▸ **Stored items**:
◇ ◇ ◇
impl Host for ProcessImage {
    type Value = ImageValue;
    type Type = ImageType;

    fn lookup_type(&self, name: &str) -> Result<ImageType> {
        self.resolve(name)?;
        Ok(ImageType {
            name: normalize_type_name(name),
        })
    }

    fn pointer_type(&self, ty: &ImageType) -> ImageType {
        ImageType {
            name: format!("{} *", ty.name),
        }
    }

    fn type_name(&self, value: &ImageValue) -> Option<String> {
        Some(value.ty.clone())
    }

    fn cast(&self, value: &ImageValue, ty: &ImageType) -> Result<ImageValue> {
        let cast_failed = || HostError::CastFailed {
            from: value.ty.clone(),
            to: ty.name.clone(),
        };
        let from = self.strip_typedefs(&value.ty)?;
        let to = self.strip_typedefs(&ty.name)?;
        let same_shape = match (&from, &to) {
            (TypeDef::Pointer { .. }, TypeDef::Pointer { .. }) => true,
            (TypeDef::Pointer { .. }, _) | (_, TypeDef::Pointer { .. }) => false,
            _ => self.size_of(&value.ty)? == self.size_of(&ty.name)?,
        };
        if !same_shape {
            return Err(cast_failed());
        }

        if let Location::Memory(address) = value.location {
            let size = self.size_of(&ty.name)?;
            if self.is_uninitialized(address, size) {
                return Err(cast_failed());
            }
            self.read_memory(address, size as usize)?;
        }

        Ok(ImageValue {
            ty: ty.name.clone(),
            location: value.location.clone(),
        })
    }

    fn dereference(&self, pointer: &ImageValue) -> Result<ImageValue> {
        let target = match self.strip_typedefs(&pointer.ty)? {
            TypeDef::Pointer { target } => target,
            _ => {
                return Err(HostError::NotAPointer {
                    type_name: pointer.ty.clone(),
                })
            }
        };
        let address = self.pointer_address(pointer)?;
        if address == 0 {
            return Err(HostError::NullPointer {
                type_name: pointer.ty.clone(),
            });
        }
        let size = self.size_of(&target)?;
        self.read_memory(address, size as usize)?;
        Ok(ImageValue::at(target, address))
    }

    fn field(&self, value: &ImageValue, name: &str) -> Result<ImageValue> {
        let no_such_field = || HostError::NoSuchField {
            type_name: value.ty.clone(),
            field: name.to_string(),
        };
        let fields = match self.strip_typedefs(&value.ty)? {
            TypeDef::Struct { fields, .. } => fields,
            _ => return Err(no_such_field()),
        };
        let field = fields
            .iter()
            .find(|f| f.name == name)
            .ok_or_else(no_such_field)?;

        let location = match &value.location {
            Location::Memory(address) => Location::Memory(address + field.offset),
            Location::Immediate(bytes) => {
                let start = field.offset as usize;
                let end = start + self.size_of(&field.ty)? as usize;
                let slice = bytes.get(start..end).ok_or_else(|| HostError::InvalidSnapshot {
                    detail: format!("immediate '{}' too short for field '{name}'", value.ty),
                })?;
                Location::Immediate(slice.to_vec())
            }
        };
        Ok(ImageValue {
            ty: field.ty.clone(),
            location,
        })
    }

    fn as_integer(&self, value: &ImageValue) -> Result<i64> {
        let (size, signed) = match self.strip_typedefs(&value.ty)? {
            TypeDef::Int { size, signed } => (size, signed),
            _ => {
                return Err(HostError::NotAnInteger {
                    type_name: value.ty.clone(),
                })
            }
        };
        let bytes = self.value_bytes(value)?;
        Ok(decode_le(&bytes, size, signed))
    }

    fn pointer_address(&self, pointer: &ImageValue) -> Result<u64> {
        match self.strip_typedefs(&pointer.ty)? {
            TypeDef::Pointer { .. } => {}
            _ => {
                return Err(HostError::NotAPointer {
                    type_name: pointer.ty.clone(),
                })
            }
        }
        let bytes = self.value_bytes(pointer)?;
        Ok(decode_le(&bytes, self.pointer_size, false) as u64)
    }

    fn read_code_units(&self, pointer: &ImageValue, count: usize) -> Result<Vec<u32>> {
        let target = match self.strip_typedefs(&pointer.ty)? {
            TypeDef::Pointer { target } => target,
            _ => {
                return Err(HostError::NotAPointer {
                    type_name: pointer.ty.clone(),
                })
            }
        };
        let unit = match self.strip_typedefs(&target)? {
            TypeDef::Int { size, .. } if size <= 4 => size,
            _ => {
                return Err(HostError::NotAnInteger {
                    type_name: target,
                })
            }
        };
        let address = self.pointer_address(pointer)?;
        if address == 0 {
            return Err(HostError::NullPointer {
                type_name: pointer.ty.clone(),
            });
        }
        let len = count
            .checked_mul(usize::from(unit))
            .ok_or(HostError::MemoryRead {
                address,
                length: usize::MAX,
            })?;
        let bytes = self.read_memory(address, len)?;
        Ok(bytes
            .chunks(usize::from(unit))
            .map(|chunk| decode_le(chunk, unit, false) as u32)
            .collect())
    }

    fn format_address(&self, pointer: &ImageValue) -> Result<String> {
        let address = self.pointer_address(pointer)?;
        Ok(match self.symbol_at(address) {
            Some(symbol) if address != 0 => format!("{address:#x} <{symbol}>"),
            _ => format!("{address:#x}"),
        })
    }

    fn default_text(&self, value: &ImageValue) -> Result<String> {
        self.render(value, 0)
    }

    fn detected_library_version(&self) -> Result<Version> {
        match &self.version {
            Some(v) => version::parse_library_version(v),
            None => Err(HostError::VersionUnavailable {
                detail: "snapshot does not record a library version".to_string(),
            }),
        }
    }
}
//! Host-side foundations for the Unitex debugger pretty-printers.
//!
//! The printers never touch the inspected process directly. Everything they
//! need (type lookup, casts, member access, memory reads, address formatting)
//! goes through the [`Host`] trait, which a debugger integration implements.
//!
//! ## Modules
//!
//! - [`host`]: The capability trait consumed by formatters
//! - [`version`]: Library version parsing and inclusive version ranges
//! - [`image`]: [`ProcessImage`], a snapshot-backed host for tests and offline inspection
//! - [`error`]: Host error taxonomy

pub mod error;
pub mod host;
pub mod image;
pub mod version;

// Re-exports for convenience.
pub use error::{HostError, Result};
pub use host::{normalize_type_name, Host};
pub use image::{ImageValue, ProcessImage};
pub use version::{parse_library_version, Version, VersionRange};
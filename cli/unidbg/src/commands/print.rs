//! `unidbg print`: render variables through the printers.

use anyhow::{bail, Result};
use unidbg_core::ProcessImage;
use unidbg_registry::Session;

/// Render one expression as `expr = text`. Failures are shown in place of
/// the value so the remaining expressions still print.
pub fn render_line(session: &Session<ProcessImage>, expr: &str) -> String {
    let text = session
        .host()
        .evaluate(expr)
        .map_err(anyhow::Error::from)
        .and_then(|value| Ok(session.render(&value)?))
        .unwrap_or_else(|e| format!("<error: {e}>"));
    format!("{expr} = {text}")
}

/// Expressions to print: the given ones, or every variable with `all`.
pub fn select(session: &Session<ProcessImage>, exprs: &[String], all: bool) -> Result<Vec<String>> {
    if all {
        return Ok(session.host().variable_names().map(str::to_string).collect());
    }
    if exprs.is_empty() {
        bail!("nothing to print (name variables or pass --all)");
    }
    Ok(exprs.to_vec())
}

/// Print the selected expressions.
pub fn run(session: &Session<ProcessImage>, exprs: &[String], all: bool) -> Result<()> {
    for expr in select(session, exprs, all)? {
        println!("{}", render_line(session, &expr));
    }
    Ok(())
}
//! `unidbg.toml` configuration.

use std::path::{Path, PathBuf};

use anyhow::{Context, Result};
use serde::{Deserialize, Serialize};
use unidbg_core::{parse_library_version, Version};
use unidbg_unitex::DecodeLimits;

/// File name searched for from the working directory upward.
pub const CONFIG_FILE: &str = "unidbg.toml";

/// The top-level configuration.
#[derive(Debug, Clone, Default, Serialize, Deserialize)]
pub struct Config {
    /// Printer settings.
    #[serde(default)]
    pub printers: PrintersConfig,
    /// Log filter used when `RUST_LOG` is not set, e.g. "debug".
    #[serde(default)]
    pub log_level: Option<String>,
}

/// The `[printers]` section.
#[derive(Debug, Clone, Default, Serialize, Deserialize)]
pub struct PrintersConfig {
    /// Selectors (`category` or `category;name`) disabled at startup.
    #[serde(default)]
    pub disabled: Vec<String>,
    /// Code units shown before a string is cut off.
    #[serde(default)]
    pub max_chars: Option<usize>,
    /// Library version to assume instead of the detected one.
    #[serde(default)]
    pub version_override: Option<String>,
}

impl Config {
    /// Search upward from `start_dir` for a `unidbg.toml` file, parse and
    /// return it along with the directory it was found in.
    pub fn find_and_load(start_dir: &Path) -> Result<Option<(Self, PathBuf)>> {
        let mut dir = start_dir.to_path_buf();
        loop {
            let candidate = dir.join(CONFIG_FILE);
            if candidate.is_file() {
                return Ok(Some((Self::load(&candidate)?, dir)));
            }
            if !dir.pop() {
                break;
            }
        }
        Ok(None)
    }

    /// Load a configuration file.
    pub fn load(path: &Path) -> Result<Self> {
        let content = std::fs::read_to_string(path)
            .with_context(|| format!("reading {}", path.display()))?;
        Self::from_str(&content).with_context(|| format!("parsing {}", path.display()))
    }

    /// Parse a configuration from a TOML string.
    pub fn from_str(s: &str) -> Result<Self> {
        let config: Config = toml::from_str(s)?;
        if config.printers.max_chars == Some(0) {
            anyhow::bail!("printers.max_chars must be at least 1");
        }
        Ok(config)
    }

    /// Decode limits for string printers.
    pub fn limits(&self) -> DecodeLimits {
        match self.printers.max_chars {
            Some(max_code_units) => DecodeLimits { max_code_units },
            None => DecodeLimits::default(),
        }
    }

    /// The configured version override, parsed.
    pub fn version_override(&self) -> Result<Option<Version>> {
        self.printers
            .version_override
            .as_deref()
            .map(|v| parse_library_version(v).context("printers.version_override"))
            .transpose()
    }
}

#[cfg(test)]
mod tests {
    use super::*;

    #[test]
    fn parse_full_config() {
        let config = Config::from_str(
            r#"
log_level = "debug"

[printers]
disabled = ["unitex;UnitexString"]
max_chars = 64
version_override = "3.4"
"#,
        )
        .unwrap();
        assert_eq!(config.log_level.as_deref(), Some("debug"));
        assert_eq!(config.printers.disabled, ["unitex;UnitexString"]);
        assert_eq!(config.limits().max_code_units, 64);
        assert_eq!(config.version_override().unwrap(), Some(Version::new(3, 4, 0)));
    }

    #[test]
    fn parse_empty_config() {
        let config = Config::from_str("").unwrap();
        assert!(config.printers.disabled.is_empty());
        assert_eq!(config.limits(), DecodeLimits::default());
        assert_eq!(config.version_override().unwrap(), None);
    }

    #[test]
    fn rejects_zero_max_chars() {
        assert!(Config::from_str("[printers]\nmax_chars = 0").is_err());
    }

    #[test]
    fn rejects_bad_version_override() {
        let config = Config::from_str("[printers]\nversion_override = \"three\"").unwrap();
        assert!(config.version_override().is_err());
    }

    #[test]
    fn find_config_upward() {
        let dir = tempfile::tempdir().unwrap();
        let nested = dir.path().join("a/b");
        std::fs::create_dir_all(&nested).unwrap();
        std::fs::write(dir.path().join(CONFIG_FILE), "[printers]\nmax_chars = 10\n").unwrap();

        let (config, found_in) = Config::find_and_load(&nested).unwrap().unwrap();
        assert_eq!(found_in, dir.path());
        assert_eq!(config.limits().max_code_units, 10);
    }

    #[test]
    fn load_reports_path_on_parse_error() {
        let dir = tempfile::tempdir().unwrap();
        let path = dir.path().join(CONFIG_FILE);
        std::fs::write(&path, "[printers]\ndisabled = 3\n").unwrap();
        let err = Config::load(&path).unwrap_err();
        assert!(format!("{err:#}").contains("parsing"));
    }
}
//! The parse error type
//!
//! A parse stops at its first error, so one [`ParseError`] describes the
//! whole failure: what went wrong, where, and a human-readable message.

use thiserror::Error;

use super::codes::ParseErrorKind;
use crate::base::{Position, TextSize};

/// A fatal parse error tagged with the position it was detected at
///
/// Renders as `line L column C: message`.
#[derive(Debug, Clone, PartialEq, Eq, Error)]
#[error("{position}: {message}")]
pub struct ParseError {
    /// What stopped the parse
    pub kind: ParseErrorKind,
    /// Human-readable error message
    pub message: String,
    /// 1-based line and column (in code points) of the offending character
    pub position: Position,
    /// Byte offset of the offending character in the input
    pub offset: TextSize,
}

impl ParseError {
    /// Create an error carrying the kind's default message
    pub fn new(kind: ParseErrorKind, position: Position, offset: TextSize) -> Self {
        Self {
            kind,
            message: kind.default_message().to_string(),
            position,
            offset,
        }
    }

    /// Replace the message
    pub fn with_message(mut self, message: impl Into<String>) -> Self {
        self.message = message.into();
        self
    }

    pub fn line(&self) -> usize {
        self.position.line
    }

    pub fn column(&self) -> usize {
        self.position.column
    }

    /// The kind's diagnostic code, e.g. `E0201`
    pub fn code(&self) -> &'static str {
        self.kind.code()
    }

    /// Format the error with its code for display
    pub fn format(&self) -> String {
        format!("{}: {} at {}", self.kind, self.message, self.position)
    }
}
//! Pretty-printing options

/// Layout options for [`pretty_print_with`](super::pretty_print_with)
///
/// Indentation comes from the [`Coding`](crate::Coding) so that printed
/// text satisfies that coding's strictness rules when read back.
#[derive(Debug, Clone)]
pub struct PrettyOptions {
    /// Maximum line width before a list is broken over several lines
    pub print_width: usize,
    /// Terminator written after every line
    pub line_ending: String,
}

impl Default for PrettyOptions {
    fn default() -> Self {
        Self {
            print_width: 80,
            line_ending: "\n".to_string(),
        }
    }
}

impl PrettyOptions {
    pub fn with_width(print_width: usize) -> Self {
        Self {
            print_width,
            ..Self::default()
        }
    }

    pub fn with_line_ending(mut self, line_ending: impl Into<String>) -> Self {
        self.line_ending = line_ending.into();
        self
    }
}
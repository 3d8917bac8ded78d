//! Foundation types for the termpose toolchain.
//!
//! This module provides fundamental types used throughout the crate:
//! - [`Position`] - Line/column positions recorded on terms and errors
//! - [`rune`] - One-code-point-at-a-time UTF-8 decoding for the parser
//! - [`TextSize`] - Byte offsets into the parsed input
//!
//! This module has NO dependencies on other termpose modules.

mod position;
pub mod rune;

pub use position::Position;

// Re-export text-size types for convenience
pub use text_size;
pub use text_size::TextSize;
◇ ◇ ◇
▸ **Task details**: Output only the lines from the top of the entries through the one holding "let from = self.strip_typedefs(&value.ty)?;", copied exactly.

▸ **Output for this task**:
impl Host for ProcessImage {
    type Value = ImageValue;
    type Type = ImageType;

    fn lookup_type(&self, name: &str) -> Result<ImageType> {
        self.resolve(name)?;
        Ok(ImageType {
            name: normalize_type_name(name),
        })
    }

    fn pointer_type(&self, ty: &ImageType) -> ImageType {
        ImageType {
            name: format!("{} *", ty.name),
        }
    }

    fn type_name(&self, value: &ImageValue) -> Option<String> {
        Some(value.ty.clone())
    }

    fn cast(&self, value: &ImageValue, ty: &ImageType) -> Result<ImageValue> {
        let cast_failed = || HostError::CastFailed {
            from: value.ty.clone(),
            to: ty.name.clone(),
        };
        let from = self.strip_typedefs(&value.ty)?;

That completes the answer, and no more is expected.